Openrsync is a BSD (ISC) licensed implementation of rsync written for the RPKI validator rpki-client(1) and now merged into OpenBSD base. It supports rsync protocol 27 and is compatible with modern rsync versions but accepts only a subset of command-line arguments. The tool was funded by NetNod, IIS.SE, SUNET, and 6connect.

The implementation uses a sender-receiver model where files are synchronized via block exchange. Block sizes are calculated as the square root of file size (minimum 700 bytes, rounded to nearest multiple of eight). The receiver and sender independently sort file lists lexicographically, then exchange block metadata using fast Adler-32 hashes and slower MD4 hashes. Openrsync uses event-driven architecture rather than rsync's separate generator process.

Security relies on OpenBSD's pledge(2) and unveil(2) syscalls to limit system operations and filesystem access. The tool is officially supported on OpenBSD but portable to Linux, FreeBSD, NetBSD, macOS, and OmniOS via oconfigure. Portability challenges center on replicating OpenBSD's security features on other systems.

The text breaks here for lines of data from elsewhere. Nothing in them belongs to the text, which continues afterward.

//! Serializes the output AST back to JavaScript source.
//!
//! Statements are laid out one per line with two-space indentation;
//! expressions are printed compactly. Every child expression is checked
//! against its parent's precedence and wrapped in parentheses only when
//! the grammar would otherwise read it differently.

use crate::error::CoreError;
use crate::js::ast::{
    ForInit, JsCatch, JsExpr, JsFunction, JsLiteral, JsProgram, JsStmt, JsVar,
    PropertyInitializer, PropertyKey, SwitchMember,
};
use crate::js::ops::{BinaryOp, UnaryOp};
use crate::js::precedence::{NodeRef, Precedence, resolve};

const INDENT: &str = "  ";

pub fn to_js(program: &JsProgram) -> Result<String, CoreError> {
    let mut printer = Printer::default();
    for stmt in &program.statements {
        printer.stmt(stmt)?;
        printer.newline();
    }
    Ok(printer.out)
}

pub fn expr_to_js(expr: &JsExpr) -> Result<String, CoreError> {
    let mut printer = Printer::default();
    printer.expr(expr)?;
    Ok(printer.out)
}

/// Which side of a binary operator a child sits on.
#[derive(Clone, Copy, PartialEq, Eq)]
enum Side {
    Left,
    Right,
}

#[derive(Default)]
struct Printer {
    out: String,
    depth: usize,
}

What HN community is saying

Comments focus on missing features and licensing philosophy. Exclude support was absent in OpenBSD 7.8 but added by 7.9, though commenters note it is commonly used in automation and would be a showstopper without it. A secondary thread debates openrsync's use of "open" in the name, with commenters noting OpenBSD projects (openssh, openbgpd) commonly use the prefix, though most are reimplementations of already open-source tools rather than closed alternatives. Unrelated subthread objected to suspected AI involvement in the original rsync project, with mixed sentiment on whether avoiding AI tools is practical or worthwhile.